Wow, that's really interesting! Thanks for the insight.

Anonymous said...

interesting for copyeditors. nobody else on the planet gives a crap.

Anonymous said...

anyways, i fully support taking corporations and instituions to task for shitty grammar skillz but individuals not so much. a magazine i worked at once did a piece about lousy public grammar and bound in "grammar citations" readers could issue to offenders. somebody rightfully pointed out that several examples we used were probably created by people undereducated through no fault of their own, and went on to chastise us college-educated folk for being so snooty. lesson learned. many walmart employees fall into the undereducated category, and while it's amusing to us, it's rather sad for them. such people are fair game for me if they are asking for it by, for example, holding a sign reading "get a brain! morans."
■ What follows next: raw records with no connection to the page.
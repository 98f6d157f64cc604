use serde::Serialize;

use crate::messages::MessageResponse;

pub mod handler;
pub mod service;

/// How many messages the home feed shows at most.
pub const FEED_LIMIT: i64 = 100;

/// Home route payload: the static view for anonymous callers, or the feed.
#[derive(Debug, Serialize)]
#[serde(tag = "view", rename_all = "snake_case")]
pub enum HomeResponse {
    Anonymous { message: String },
    Feed { messages: Vec<MessageResponse> },
}
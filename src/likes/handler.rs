use axum::{
    extract::{Path, State},
    response::IntoResponse,
};
use sqlx::SqlitePool;

use crate::{
    auth::jwt,
    error::AppError,
    likes::{service, LikeActionResponse},
    messages,
    response::ApiResponse,
    users,
};

/// POST /api/messages/:id/like
pub async fn like_message(
    State(pool): State<SqlitePool>,
    claims: jwt::Claims,
    Path(message_id): Path<i64>,
) -> Result<impl IntoResponse, AppError> {
    service::like(&pool, claims.sub, message_id).await?;

    let likes_count = service::likes_count(&pool, message_id).await?;

    Ok(ApiResponse::success(LikeActionResponse {
        liked: true,
        likes_count,
    }))
}

/// DELETE /api/messages/:id/like
pub async fn unlike_message(
    State(pool): State<SqlitePool>,
    claims: jwt::Claims,
    Path(message_id): Path<i64>,
) -> Result<impl IntoResponse, AppError> {
    messages::service::find_message(&pool, message_id).await?;

    service::unlike(&pool, claims.sub, message_id).await?;

    let likes_count = service::likes_count(&pool, message_id).await?;

    Ok(ApiResponse::success(LikeActionResponse {
        liked: false,
        likes_count,
    }))
}

/// GET /api/users/:id/likes
pub async fn get_user_likes(
    State(pool): State<SqlitePool>,
    claims: jwt::Claims,
    Path(user_id): Path<i64>,
) -> Result<impl IntoResponse, AppError> {
    users::service::get_user(&pool, user_id).await?;

    let messages = service::liked_messages(&pool, claims.sub, user_id).await?;
    Ok(ApiResponse::success(messages))
}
The Sophisticate's Diary said...

I beg to differ; the apostrophe comes after the s in Fathers' Day. It is a day for all fathers, not just one.

Anonymous said...

http://www.betterwritingskills.com/tip-w011.html

braincrisp said...

I agree with Sophisticate's Diary's (that looks weird with the double apostrophe) point about how the apostrophe should be after the s in Fathers since the holiday is for all dads, but unfortunately it's not that way (same with Mother's Day). Note, however, that Presidents' and Veterans' Day get the plural advantage. How strange...

Eddie said...

To S.D. and others --

Let's not proclaim something as fact because we think it should be true. You'd think it would be "Fathers' Day" but consider this:

People in the 1800s may have said "Today we honor Father" or "Today we honor Mother."

Not counting stepfathers, or biological fathers vs. adoptive fathers, etc., everyone has one father, so it's (your) Father's Day.

But as braincrisp noted, we honor multiple U.S. Presidents and multiple Veterans on their respective days.